Committee deliberations on privatization bill continue Request to lift immunity of MPs rejected
KUWAIT CITY, May 4: The parliamentary Finance and Economic Affairs Committee continued Tuesday deliberations on the privatization draft bill in the presence of officials from the Ministry of Finance, Public Authority for Social Security (PASS) and Audit Bureau, says Committee Chairman MP Yousef Al-Zalzalah.
Confirming the panel approved most of the amendments presented by the government, Al-Zalzalah said there are only four remaining proposed amendments which will be discussed on Wednesday. He said the panel reached an agreement with the government that the latter’s ownership of ‘golden’ shares in privatized institutions should be mandatory.
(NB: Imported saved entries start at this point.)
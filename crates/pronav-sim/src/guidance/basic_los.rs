//! Line-of-sight lead-angle controller.

use pronav_core::constants::{BASIC_LOS_GAIN, BASIC_LOS_MAX_CORRECTION};
use pronav_core::geometry::{angle_delta, vector_angle};

use super::{AimPoints, Kinematics};

#[derive(Debug, Clone, Copy, Default, PartialEq)]
pub struct BasicLos;

impl BasicLos {
    /// Offset the velocity heading by a multiple of the angle between the
    /// velocity and the line of sight to a lead point.
    pub fn heading(&self, missile: &Kinematics, target: &Kinematics, aim: &mut AimPoints) -> f64 {
        let speed = missile.velocity.length();
        let velocity_heading = vector_angle(missile.velocity);
        let navigation_time = if speed > f64::EPSILON {
            target.position.distance(missile.position) / speed
        } else {
            0.0
        };

        let lead = target.position + target.velocity * navigation_time;
        aim.impact = lead;
        aim.stable = lead;
        aim.current = lead;

        let error = angle_delta(velocity_heading, vector_angle(lead - missile.position));
        if error == 0.0 {
            return velocity_heading;
        }

        let correction =
            (BASIC_LOS_GAIN * error).clamp(-BASIC_LOS_MAX_CORRECTION, BASIC_LOS_MAX_CORRECTION);
        velocity_heading + correction
    }
}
The committee also approved a recommendation that the shares allocated for those below 21 years should be free of charge as a governmental grant to allow them to participate in future investments.
Utilities
On the privatization of public utilities, Al-Zalzalah said some constitutional provisions have been included in the bill to identify the facilities or departments which will be privatized.
Explaining the mechanism of the state’s subscription for citizens, Al-Zalzalah admitted the committee has no idea on the institutions that will be privatized but it will cost the State nothing as these institutions have been in existence for quite some time and own assets which will be evaluated to determine the prices for citizens.
Asked about the four remaining amendments, Al-Zalzalah disclosed these are related to certain procedures on allowing the minors to sell shares and increasing the number of shares. He added an agreement has been reached earlier that in case nobody subscribes to the shares allocated for citizens, they will automatically go to the State or will be distributed equally to the citizens. However, this proposal still requires majority vote to get through, he clarified.
On the exclusion of the oil sector from the privatization process, Al-Zalzalah stressed there is an article which stands by itself and prohibits privatization of oil, natural gas, education and health unless a separate law is ratified in this regard. He believes the oil sector should not be privatized even through the issuance of a separate law.
Abstain
MP Dr Jamaan Al-Harbash urged the MPs, who own public companies listed on the bourse, to abstain from voting on the privatization draft bill. He contended 35 percent of the shares of listed public companies will be privatized upon approval of the bill, so any MP, who owns a listed company, will have personal interest on the proposal; hence, the need to abstain from voting.
Al-Harbash said the Development and Reform Bloc has presented amendments to the bill, such as the need for companies listed on the bourse to operate in accordance with the Islamic Sharia; exclusion of oil, natural gas and public facilities from the privatization process; and allowing people to invest in these sectors according to the law and within a specific period without any transfer of ownership. He expressed disappointment over the amended articles, contending the Constitution prohibits the privatization of oil and gas sectors, so public utilities should also be excluded.
In another development, the Legislative Affairs Committee has outrightly rejected a request to lift the immunity of lawmakers Musallam Al-Barack, Mohamed Hayef and Khaled al-Tahous.
Head of the panel Hussein Al-Huraiti said the committee also rejected a decree on imposing harsher punishments on those who abuse police forces, army or national guards. He revealed the panel will submit a draft bill in this regard to the Parliament rather than a decree since it is not urgent.
The panel also approved, in principle, a proposal on banning interests in the local banking system, Al-Huraiti added.